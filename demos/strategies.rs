//! The three validation strategies applied to the same input
//!
//! Run with: cargo run --example strategies

use std::sync::atomic::{AtomicBool, Ordering};
use std::sync::Arc;

use proviso::{rules, validate_all, validate_first, validate_lazy, Named, ValidationResult};

fn main() {
    let host = "";
    let port: u16 = 80;
    let workers: usize = 0;

    // Aggregating: run everything, report everything.
    println!("collect every violation:");
    let report = validate_all(|v| {
        v.must(&host.named("host"), rules::string::not_blank());
        v.must(&port.named("port"), rules::ord::at_least(1024));
        v.must(&workers.named("workers"), rules::ord::at_least(1));
    });
    for violation in report.violations() {
        println!("  - {violation}");
    }

    // Fail fast: the first violation aborts the block, the rest never run.
    println!("\nstop at the first violation:");
    let outcome = validate_first(|v| {
        v.must(&host.named("host"), rules::string::not_blank())?;
        v.must(&port.named("port"), rules::ord::at_least(1024))?;
        v.must(&workers.named("workers"), rules::ord::at_least(1))?;
        Ok(())
    });
    match outcome {
        Ok(()) => println!("  accepted"),
        Err(failure) => {
            println!("  - {}", failure.violation());
            // The typed error converts into a report when one is wanted.
            let report: ValidationResult = failure.into();
            println!("  as a report: {report}");
        }
    }

    // Lazy: register now, evaluate on every traversal.
    println!("\ndefer evaluation until iteration:");
    let ready = Arc::new(AtomicBool::new(false));
    let checks = validate_lazy(|v| {
        v.must(host.named("host"), rules::string::not_blank());
        let ready = Arc::clone(&ready);
        v.ensure(move || ready.load(Ordering::SeqCst), "service must be ready");
    });
    println!("  registered {} checks, none evaluated yet", checks.len());

    println!("  first traversal:");
    for violation in &checks {
        println!("    - {violation}");
    }

    // The readiness check observes state at evaluation time, so flipping the
    // flag changes what the next traversal reports.
    ready.store(true, Ordering::SeqCst);
    println!("  after the service comes up:");
    for violation in &checks {
        println!("    - {violation}");
    }
}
◇ ◇ ◇ ◇
Requirement – Filter the entries above and return only the lines holding "checks".

Output for this exercise –
    let checks = validate_lazy(|v| {
    println!("  registered {} checks, none evaluated yet", checks.len());
    for violation in &checks {
    for violation in &checks {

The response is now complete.